第4章 選んだあとの距離 第4話 戦場という状態 5/7
ラファエルは、ちらりとマルコとイザベラに視線を向けた。
その視線を受けても、マルコの表情は変わらない。石像のように静かに座している。
イザベラは、わずかに顎を引き、静かに頷いた。
「そろそろ到着すると思うんだが。もう少し付き合ってもらおう。
次に、前線での“立ち位置”についても言っておく」
ラファエルは教室の中央へと歩み出て、候補生たちと同じ床に立った。
一段高い壇上ではなく、同じ高さ。
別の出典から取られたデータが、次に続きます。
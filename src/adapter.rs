//! Host side of the bridge protocol.

use anyhow::Result;
use scroll::{LE, Pread, Pwrite};

use crate::Error;
use crate::constants::{BRIDGE_VERSION, commands, replies};
use crate::transport::Transport;

/// Staged bytes per batch before acks are collected.
const STAGING_BLOCK: usize = 64;
/// `T` polls before giving up on a busy timer that never stops.
const MAX_TIMER_POLLS: usize = 1_000_000;

/// Snapshot of the bridge busy timer.
#[derive(Debug, Clone, Copy, PartialEq, Eq)]
pub struct TimerReading {
    pub running: bool,
    pub count: u32,
}

pub struct Adapter<T: Transport> {
    transport: T,
}

impl<T: Transport> Adapter<T> {
    pub fn new(transport: T) -> Self {
        Adapter { transport }
    }

    pub fn transport(&self) -> &T {
        &self.transport
    }

    pub fn transport_mut(&mut self) -> &mut T {
        &mut self.transport
    }

    /// Ensures a bridge speaking API version 0 is attached.
    pub fn connect(&mut self) -> Result<()> {
        let version = self.version()?;
        anyhow::ensure!(version == 0, Error::AdapterVersion(version));
        Ok(())
    }

    /// API version of the bridge.
    pub fn version(&mut self) -> Result<u8> {
        self.transport.write(&[commands::VERSION])?;
        let reply = self.transport.read_byte()?;
        if !reply.is_ascii_digit() {
            return Err(Error::AdapterVersion(reply).into());
        }
        Ok(reply - BRIDGE_VERSION)
    }

    fn check_ack(&mut self) -> Result<()> {
        let reply = self.transport.read_byte()?;
        if reply != replies::ACK {
            return Err(Error::from_reply(replies::ACK, reply).into());
        }
        Ok(())
    }

    /// Pulses the target reset line.
    pub fn reset_target(&mut self) -> Result<()> {
        self.transport.write(&[commands::RESET_TARGET])?;
        self.check_ack()
    }

    /// Drops the contents of both bridge FIFOs.
    pub fn flush(&mut self) -> Result<()> {
        self.transport.write(&[commands::FLUSH])?;
        self.check_ack()
    }

    /// Sets the target clock divider.
    ///
    /// Sample values:
    /// - 0: 6 MHz
    /// - 1: 3 MHz
    /// - 2: 2 MHz
    /// - 3: 1.5 MHz
    /// - 4: 1.2 MHz
    /// - 11: 500 KHz
    pub fn set_tclk(&mut self, divider: u8) -> Result<()> {
        self.transport.write(&[commands::SET_TCLK, divider])?;
        self.check_ack()
    }

    /// Sets the serial bit clock divider.
    pub fn set_sclk(&mut self, divider: u16) -> Result<()> {
        let mut buf = [commands::SET_SCLK, 0, 0];
        buf.pwrite_with(divider, 1, LE)?;
        self.transport.write(&buf)?;
        self.check_ack()
    }

    pub fn set_clock_dividers(&mut self, target: u8, serial: u16) -> Result<()> {
        self.set_tclk(target)?;
        self.set_sclk(serial)
    }

    pub fn timer_running(&mut self) -> Result<bool> {
        self.transport.write(&[commands::TIMER_STATUS])?;
        match self.transport.read_byte()? {
            replies::TIMER_RUNNING => Ok(true),
            replies::TIMER_STOPPED => Ok(false),
            other => Err(Error::from_reply(replies::TIMER_STOPPED, other).into()),
        }
    }

    pub fn timer_count(&mut self) -> Result<u32> {
        self.transport.write(&[commands::TIMER_COUNT])?;
        let raw = self.transport.read(4)?;
        Ok(raw.pread_with::<u32>(0, LE)?)
    }

    pub fn busy_timer(&mut self) -> Result<TimerReading> {
        let running = self.timer_running()?;
        let count = self.timer_count()?;
        Ok(TimerReading { running, count })
    }

    /// Waits until the busy timer stops running, returns its value.
    pub fn wait_busy_timer(&mut self) -> Result<u32> {
        for _ in 0..MAX_TIMER_POLLS {
            if !self.timer_running()? {
                return self.timer_count();
            }
        }
        Err(Error::Timeout.into())
    }

    fn fifo_read(&mut self, count: usize) -> Result<Vec<u8>> {
        let mut buf = [commands::FIFO_READ, 0, 0, 0, 0];
        buf.pwrite_with(count as u32, 1, LE)?;
        self.transport.write(&buf)?;
        self.transport.read(count)
    }

    /// Stages `data` into the outbound FIFO, one `w` per byte.
    fn stage(&mut self, data: &[u8]) -> Result<()> {
        for block in data.chunks(STAGING_BLOCK) {
            let buf: Vec<u8> = block
                .iter()
                .flat_map(|&b| [commands::FIFO_WRITE, b])
                .collect();
            self.transport.write(&buf)?;
            let acks = self.transport.read(block.len())?;
            if let Some(&bad) = acks.iter().find(|&&a| a != replies::ACK) {
                return Err(Error::from_reply(replies::ACK, bad).into());
            }
        }
        Ok(())
    }

    /// Executes a command via Standard Serial I/O.
    ///
    /// The outbound FIFO is filled with `command` followed by `result_size`
    /// filler bytes, the transaction is run, the bytes clocked in while the
    /// command went out are discarded and the following `result_size` bytes
    /// are returned.
    pub fn execute(&mut self, command: &[u8], result_size: usize) -> Result<Vec<u8>> {
        self.flush()?;

        let mut data = command.to_vec();
        data.resize(command.len() + result_size, replies::FILLER);
        self.stage(&data)?;

        self.transport.write(&[commands::TRANSACTION])?;
        self.check_ack()?;

        self.fifo_read(command.len())?;
        self.fifo_read(result_size)
    }
}

#[cfg(test)]
mod tests {
    use std::collections::VecDeque;

    use super::*;

    /// Replays canned bridge replies and records what the host sent.
    #[derive(Default)]
    struct Scripted {
        sent: Vec<u8>,
        replies: VecDeque<u8>,
    }

    impl Scripted {
        fn new(replies: &[u8]) -> Self {
            Scripted {
                sent: vec![],
                replies: replies.iter().copied().collect(),
            }
        }
    }

    impl Transport for Scripted {
        fn send_raw(&mut self, raw: &[u8]) -> Result<()> {
            self.sent.extend_from_slice(raw);
            Ok(())
        }

        fn recv_raw(&mut self, buf: &mut [u8]) -> Result<usize> {
            let mut n = 0;
            while n < buf.len() {
                match self.replies.pop_front() {
                    Some(b) => buf[n] = b,
                    None => break,
                }
                n += 1;
            }
            Ok(n)
        }
    }

    fn kind(err: &anyhow::Error) -> &Error {
        err.downcast_ref::<Error>().expect("typed error")
    }

    #[test]
    fn connect_checks_version() {
        let mut adapter = Adapter::new(Scripted::new(b"0"));
        adapter.connect().unwrap();
        assert_eq!(adapter.transport().sent, b"v");

        let mut adapter = Adapter::new(Scripted::new(b"1"));
        let err = adapter.connect().unwrap_err();
        assert_eq!(kind(&err), &Error::AdapterVersion(1));

        let mut adapter = Adapter::new(Scripted::new(b"x"));
        let err = adapter.version().unwrap_err();
        assert_eq!(kind(&err), &Error::AdapterVersion(b'x'));
    }

    #[test]
    fn missing_reply_is_timeout() {
        let mut adapter = Adapter::new(Scripted::new(b""));
        let err = adapter.reset_target().unwrap_err();
        assert_eq!(kind(&err), &Error::Timeout);
    }

    #[test]
    fn wrong_ack_is_synchronization_error() {
        let mut adapter = Adapter::new(Scripted::new(b"x"));
        let err = adapter.flush().unwrap_err();
        assert!(kind(&err).is_synchronization());
    }

    #[test]
    fn dividers_are_little_endian() {
        let mut adapter = Adapter::new(Scripted::new(b".."));
        adapter.set_clock_dividers(1, 0x017f).unwrap();
        assert_eq!(adapter.transport().sent, [b's', 1, b'S', 0x7f, 0x01]);
    }

    #[test]
    fn timer_count_is_lsb_first() {
        let mut adapter = Adapter::new(Scripted::new(&[b's', b'r', b's', 0x34, 0x12, 0, 0]));
        assert!(!adapter.timer_running().unwrap());
        assert_eq!(adapter.wait_busy_timer().unwrap(), 0x1234);
        assert_eq!(adapter.transport().sent, b"TTTt");
    }

    #[test]
    fn execute_frames_the_transaction() {
        // flush, 3 staging acks, transaction ack, 2 echo bytes, 1 result byte
        let mut adapter = Adapter::new(Scripted::new(b"....."));
        adapter.transport_mut().replies.extend([0xaa, 0xbb, 0x42]);
        let result = adapter.execute(&[0x70, 0x01], 1).unwrap();
        assert_eq!(result, [0x42]);
        assert_eq!(
            adapter.transport().sent,
            [
                b'f', b'w', 0x70, b'w', 0x01, b'w', 0xff, b'W', b'R', 2, 0, 0, 0, b'R', 1, 0, 0, 0
            ]
        );
    }

    #[test]
    fn execute_reports_full_fifo() {
        let mut adapter = Adapter::new(Scripted::new(b"..!"));
        let err = adapter.execute(&[1, 2], 0).unwrap_err();
        assert_eq!(kind(&err), &Error::FifoFull);
    }

    #[test]
    fn short_read_is_synchronization_error() {
        // acks, one echo byte, then only one of the two result bytes
        let mut adapter = Adapter::new(Scripted::new(b".....\x01\x02"));
        let err = adapter.execute(&[0xfb], 2).unwrap_err();
        assert_eq!(
            kind(&err),
            &Error::ShortRead {
                expected: 2,
                got: 1
            }
        );
        assert!(kind(&err).is_synchronization());
    }
}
その位置取りだけで、空気が引き締まる。
「最後は、立ち位置の話だ」
低く、ゆっくりとした声が、教室の奥まで静かに届く。
候補生たちは自然と背筋を伸ばし、息を潜めた。
「前線って言葉を聞くと、たいていの奴は──
一番危険な場所を想像する」
数人が無意識に肩を引き、目をわずかに見開く。
ラファエルは小さく首を振った。
「違うぞ」
床に、魔力で簡素な図が浮かび上がる。
人の塊、逃げ道、崩れた建物、魔獣の影。淡く光る一点が、すぐに視線を引きつけた。
「前線は、崩れ始める場所だ」
声は低いが、はっきりと響く。
「魔獣と人の境目じゃない。
被害が広がるか、止まるかの境目だ」
ラファエルはゆっくりと指を伸ばした。
光の一点がわずかに強まる。
「ここに立つ者は、敵を見る必要はない」
その視線が図の上で止まり、次にゆっくりと候補生たちへ向けられる。
「見るべきは、味方の動きだ」
息を殺した候補生たちの間を歩きながら、ラファエルは指を一本立てた。
「前線で一番やっちゃいけないのは、“全部自分でやろうとすること”だ」
黒板に文字が刻まれる。
『前に出すな』
「奇跡を使える奴ほど、前に出たがる。
だが、前線に立つ者が倒れた瞬間、現場は崩壊する」
一瞬、教室が深い静寂に包まれる。
誰も呼吸音すら立てまいとする。
「だから立ち位置は、半歩後ろだ」
ざわり、と空気がわずかに揺れる。
「全体が見える位置。
声が届く位置。
逃げ道が見える位置。
敵にも味方にも、ちょうど届く距離」
ラファエルは、ある候補生の目をまっすぐに見据えた。
その視線から逃げられる者はいない。
「派手じゃない。
評価にも残りにくい」
ほんの少しだけ、口角が上がる。
「でもな、生き残る現場は、だいたいそこだ」
教室の空気は重い。
だが、その重さは恐怖ではなく、現実の重みだった。
最後に、静かに、しかし確かな重みをもって告げる。
「覚えておけ。
前線に立つってのは、英雄になることじゃない。
帰らせるために、立つことだ」
前に立つことが、必ずしも“進むこと”ではない──。
その事実が、教室の空気とともに、胸の奥へと沈み込んでいく。
候補生たち一人ひとりを見渡すラファエルの視線。その先に、二人の男の姿があった。
「私からの講義は以上となる。
次にあるだろう講義は……。君たちが訓練校に来る前だったら、誰もが“眠くなる”と思わせる定番の内容だ。
だが。
そんな余裕はないぞ」
言葉が落ちた直後、扉が開き、二人の男が入室する。
空気がわずかに動いた。
候補生たちは反射的に立ち上がる。
椅子の脚が床を擦る音が揃って響いた。
「着席」
短い命令に、全員が一斉に腰を下ろす。
教室には再び、張り詰めた静寂が満ちていた。